The assessment form is similar to the one used in accumulative grading strategy but no grades can be given, just comments. The total grade for the assessed submission is always set to 100%. This strategy can be effective in repetitive workflows when the submissions are firstly just commented by reviewers to provide initial feedback to the authors. Then Workshop is switched back to the submission phase and the authors can improve it according the comments. Then the grading strategy can be changed to a one using proper grading and submissions are assessed again using different assessment form.

Number of errors

In Moodle 1.x, this was called Error banded strategy. The assessment form consists of several assertions, each of them can be marked as passed or failed by the reviewer. Various words can be set to express the pass or failure state - eg Yes/No, Present/Missing, Good/Poor, etc.

The grade given by a particular assessment is calculated from the weighted count of negative assessment responses (failed assertions). Here, the weighted count means that a response with weight $w_{i}$ is counted $w_{i}$ -times. Course facilitators define a mapping table that converts the number of failed assertions to a percent grade for the given submission. Zero failed assertion is always mapped to 100% grade.

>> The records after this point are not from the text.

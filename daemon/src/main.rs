//! peerpool daemon — entry point for running a node pool.

use std::net::SocketAddr;
use std::path::PathBuf;
use std::sync::Arc;

use anyhow::Context;
use clap::Parser;

use peerpool_core::keystore::KEYSTORE_PASSPHRASE_ENV;
use peerpool_core::{
    ContractSettlement, HttpAuthority, Matchmaker, OperatorCredential, PaymentService, Pool,
    PoolConfig, PoolError, PoolStatus, StoreBackend, WelcomeTemplate,
};
use peerpool_core::balance::PayPerInterval;
use peerpool_core::logging::init_logging;
use peerpool_rpc::{router, RpcState};
use peerpool_store::{BalanceStore, Store, EXPIRY_FACTOR, KEEPALIVE_INTERVAL_SECS};
use peerpool_store_lmdb::LmdbStore;
use peerpool_store_memory::MemoryStore;
use peerpool_types::{Clock, SystemClock};

/// Nodes idle this long get swept from the store. Expiry itself is
/// keepalive-driven; the sweep only reclaims space.
const PURGE_AFTER_SECS: u64 = 24 * 3_600;
const PURGE_EVERY_SECS: u64 = 3_600;

#[derive(Parser)]
#[command(name = "peerpool", about = "Node pool coordinator daemon")]
struct Cli {
    /// Path to a TOML configuration file. If provided, file settings
    /// are used as the base; CLI flags and env vars override them.
    #[arg(long)]
    config: Option<PathBuf>,

    /// Address to listen on, e.g. "0.0.0.0:8080".
    #[arg(long, env = "POOL_BIND")]
    bind: Option<String>,

    /// Storage backend: "memory" or "lmdb".
    #[arg(long, env = "POOL_STORE")]
    store: Option<String>,

    /// Data directory for the LMDB backend.
    #[arg(long, env = "POOL_DATA_DIR")]
    data_dir: Option<PathBuf>,

    /// Access-Control-Allow-Origin value for browser dashboards.
    #[arg(long, env = "POOL_ALLOW_ORIGIN")]
    allow_origin: Option<String>,

    /// Ceiling on hosts returned per client request.
    #[arg(long, env = "POOL_MAX_REQUEST_HOSTS")]
    max_request_hosts: Option<usize>,

    /// Credit per corroborated peering per keepalive interval, in whole
    /// units (e.g. "0.000002").
    #[arg(long, env = "POOL_PRICE")]
    price: Option<String>,

    /// Minimum client balance in whole units, or "off".
    #[arg(long, env = "POOL_MIN_BALANCE")]
    min_balance: Option<String>,

    /// Welcome message override; {{NodeID}} is bound to the caller.
    #[arg(long, env = "POOL_WELCOME")]
    welcome: Option<String>,

    /// Settlement network the payment contract lives on.
    #[arg(long, env = "POOL_CONTRACT_NETWORK")]
    contract_network: Option<String>,

    /// Payment contract address.
    #[arg(long, env = "POOL_CONTRACT_ADDRESS")]
    contract_address: Option<String>,

    /// Settlement authority JSON-RPC endpoint.
    #[arg(long, env = "POOL_CONTRACT_RPC")]
    contract_rpc: Option<String>,

    /// Path to the operator's encrypted keystore; passphrase comes from
    /// the POOL_KEYSTORE_PASSPHRASE environment variable.
    #[arg(long, env = "POOL_CONTRACT_KEYSTORE")]
    contract_keystore: Option<PathBuf>,

    /// Log level: "trace", "debug", "info", "warn", "error".
    #[arg(long, env = "POOL_LOG_LEVEL")]
    log_level: Option<String>,

    /// Log format: "human" or "json".
    #[arg(long, env = "POOL_LOG_FORMAT")]
    log_format: Option<String>,
}

impl Cli {
    /// File config as the base, flags and env vars on top.
    fn into_config(self) -> anyhow::Result<PoolConfig> {
        let mut config = match &self.config {
            Some(path) => PoolConfig::from_toml_file(&path.display().to_string())
                .map_err(explain)
                .with_context(|| format!("loading config from {}", path.display()))?,
            None => PoolConfig::default(),
        };

        if let Some(bind) = self.bind {
            config.bind = bind;
        }
        if let Some(store) = self.store {
            config.store = match store.as_str() {
                "memory" => StoreBackend::Memory,
                "lmdb" | "persist" => StoreBackend::Lmdb,
                other => anyhow::bail!("unknown storage backend: {other}"),
            };
        }
        if let Some(data_dir) = self.data_dir {
            config.data_dir = data_dir;
        }
        if let Some(origin) = self.allow_origin {
            config.allow_origin = Some(origin);
        }
        if let Some(max) = self.max_request_hosts {
            config.max_request_hosts = max;
        }
        if let Some(price) = self.price {
            config.credit_per_interval = price;
        }
        if let Some(min) = self.min_balance {
            config.min_balance = min;
        }
        if let Some(welcome) = self.welcome {
            config.welcome = Some(welcome);
        }
        if let Some(level) = self.log_level {
            config.log_level = level;
        }
        if let Some(format) = self.log_format {
            config.log_format = format;
        }

        if let (Some(network), Some(address), Some(rpc_url)) = (
            self.contract_network,
            self.contract_address,
            self.contract_rpc,
        ) {
            config.contract = Some(peerpool_core::ContractConfig {
                network,
                address,
                rpc_url,
                keystore: self.contract_keystore,
            });
        }

        Ok(config)
    }
}

#[tokio::main]
async fn main() -> anyhow::Result<()> {
    let cli = Cli::parse();
    let config = cli.into_config()?;

    init_logging(&config).map_err(explain)?;

    let (store, ledger): (Arc<dyn Store>, Arc<dyn BalanceStore>) = match config.store {
        StoreBackend::Memory => {
            let s = Arc::new(MemoryStore::new());
            (s.clone(), s)
        }
        StoreBackend::Lmdb => {
            let s = Arc::new(
                LmdbStore::open(&config.data_dir)
                    .with_context(|| format!("opening store at {}", config.data_dir.display()))?,
            );
            tracing::info!(dir = %config.data_dir.display(), "persistent store using LMDB backend");
            (s.clone(), s)
        }
    };

    let settlement = match &config.contract {
        Some(contract) => {
            let operator = match &contract.keystore {
                Some(path) => {
                    let passphrase = std::env::var(KEYSTORE_PASSPHRASE_ENV).unwrap_or_default();
                    Some(OperatorCredential::from_keystore(path, &passphrase).map_err(explain)?)
                }
                None => None,
            };
            let authority = Arc::new(HttpAuthority::new(contract.rpc_url.clone()));
            let adapter = ContractSettlement::connect(
                ledger.clone(),
                authority,
                contract.address.clone(),
                contract.network().map_err(explain)?,
                operator,
            )
            .await
            .map_err(explain)?;
            Some(Arc::new(adapter))
        }
        None => None,
    };

    // The balance view the billing and payment paths see: the
    // settlement adapter when configured, the bare ledger otherwise.
    let balances: Arc<dyn BalanceStore> = match &settlement {
        Some(adapter) => adapter.clone(),
        None => ledger,
    };

    let clock: Arc<dyn Clock> = Arc::new(SystemClock);
    let mut billing = PayPerInterval::new(
        store.clone(),
        balances.clone(),
        config.credit_per_interval().map_err(explain)?,
    );
    billing.min_balance = config.min_balance().map_err(explain)?;

    let mut pool = Pool::new(store.clone(), billing, clock.clone());
    pool.matchmaker = Matchmaker {
        max_request_hosts: config.max_request_hosts,
        ..Matchmaker::default()
    };
    if let Some(welcome) = &config.welcome {
        pool.welcome = WelcomeTemplate::new(welcome.clone());
    }
    let version = pool.version.clone();

    let mut payment = PaymentService::new(
        store.clone(),
        balances.clone(),
        settlement.clone(),
        clock.clone(),
    );
    payment.withdraw_min = config.withdraw_min().map_err(explain)?;
    payment.withdraw_fee = config.withdraw_fee().map_err(explain)?;
    payment.withdraw_cooldown_secs = config.withdraw_cooldown_secs;

    let mut status = PoolStatus::new(store.clone(), settlement.clone(), version.clone(), clock.clone());
    status.cache_secs = config.status_cache_secs;

    let state = Arc::new(RpcState {
        pool: Arc::new(pool),
        payment: Arc::new(payment),
        status: Arc::new(status),
        store: store.clone(),
    });

    // Background sweep of long-dead records. Strictly housekeeping:
    // expired nodes are already invisible to matchmaking.
    {
        let store = store.clone();
        let clock = clock.clone();
        tokio::spawn(async move {
            let mut ticker =
                tokio::time::interval(std::time::Duration::from_secs(PURGE_EVERY_SECS));
            ticker.tick().await; // the first tick fires immediately
            loop {
                ticker.tick().await;
                match store.purge_inactive(PURGE_AFTER_SECS, clock.now()) {
                    Ok(0) => {}
                    Ok(purged) => tracing::info!(purged, "swept inactive nodes"),
                    Err(e) => tracing::warn!(error = %e, "inactive-node sweep failed"),
                }
            }
        });
    }

    let app = router(state, config.allow_origin.as_deref());
    let listener = tokio::net::TcpListener::bind(&config.bind)
        .await
        .with_context(|| format!("binding {}", config.bind))?;
    tracing::info!(
        version = %version,
        bind = %config.bind,
        keepalive = KEEPALIVE_INTERVAL_SECS,
        expiry = EXPIRY_FACTOR * KEEPALIVE_INTERVAL_SECS,
        "pool listening"
    );

    axum::serve(
        listener,
        app.into_make_service_with_connect_info::<SocketAddr>(),
    )
    .with_graceful_shutdown(shutdown_signal())
    .await?;

    tracing::info!("pool daemon exited cleanly");
    Ok(())
}

async fn shutdown_signal() {
    if tokio::signal::ctrl_c().await.is_ok() {
        tracing::info!("shutdown signal received");
    }
}

/// Attach the operator remediation to startup errors, so a
/// misconfigured pool fails with instructions rather than a bare kind.
fn explain(e: PoolError) -> anyhow::Error {
    match e.remediation() {
        Some(hint) => anyhow::anyhow!("{e}\n  {hint}"),
        None => anyhow::anyhow!("{e}"),
    }
}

This strategy may be used to make sure that certain criteria were addressed in the submission. Examples of such assessment assertions are: Has less than 3 spelling errors, Has no formatting issues, Has creative ideas, Meets length requirements etc. This assessment method is considered as easier for reviewers to understand and deal with. Therefore it is suitable even for younger participants or those just starting with peer assessment, while still producing quite objective results.

Rubric

See the description of this scoring tool at Wikipedia. The rubric assessment form consists of a set of criteria. For each criterion, several ordered descriptive levels is provided. A number grade is assigned to each of these levels. The reviewer chooses which level answers/describes the given criterion best.

The final grade is aggregated as

G_{s}={\frac {\sum _{i=1}^{N}g_{i}}{\sum _{i=1}^{N}max_{i}}}

where

g_{i}\in \mathbb {N}

is the grade given to the i-th criterion,

max_{i}\in \mathbb {N}

is the maximal possible grade of the i-th criterion and

N\in \mathbb {N}

is the number of criterions in the rubric.

Example of a single criterion can be: Overall quality of the paper with the levels 5 - An excellent paper, 3 - A mediocre paper, 0 - A weak paper (the number represent the grade).

There are two modes how the assessment form can be rendered - either in common grid form or in a list form. It is safe to switch the representation of the rubric any time and it is better to actually try it than to read a description here :-)

Note on backwards compatibility: This strategy merges the legacy Rubric and Criterion strategies from Moodle 1.x into a single one. Conceptually, legacy Criterion was just one dimension of Rubric. In Workshop 1.x, Rubric could have several criteria (categories) but were limited to a fixed scale with 0-4 points. On the other hand, Criterion strategy in Workshop 1.9 could use custom scale, but was limited to a single aspect of assessment. The new Rubric strategy combines the old two. To mimic the legacy behaviour, the old Workshop are automatically upgraded so that:

Criterion strategy from 1.9 are replaced with Rubric 2.0 using just one dimension
Rubric from 1.9 are by Rubric 2.0 by using point scale 0-4 for every criterion.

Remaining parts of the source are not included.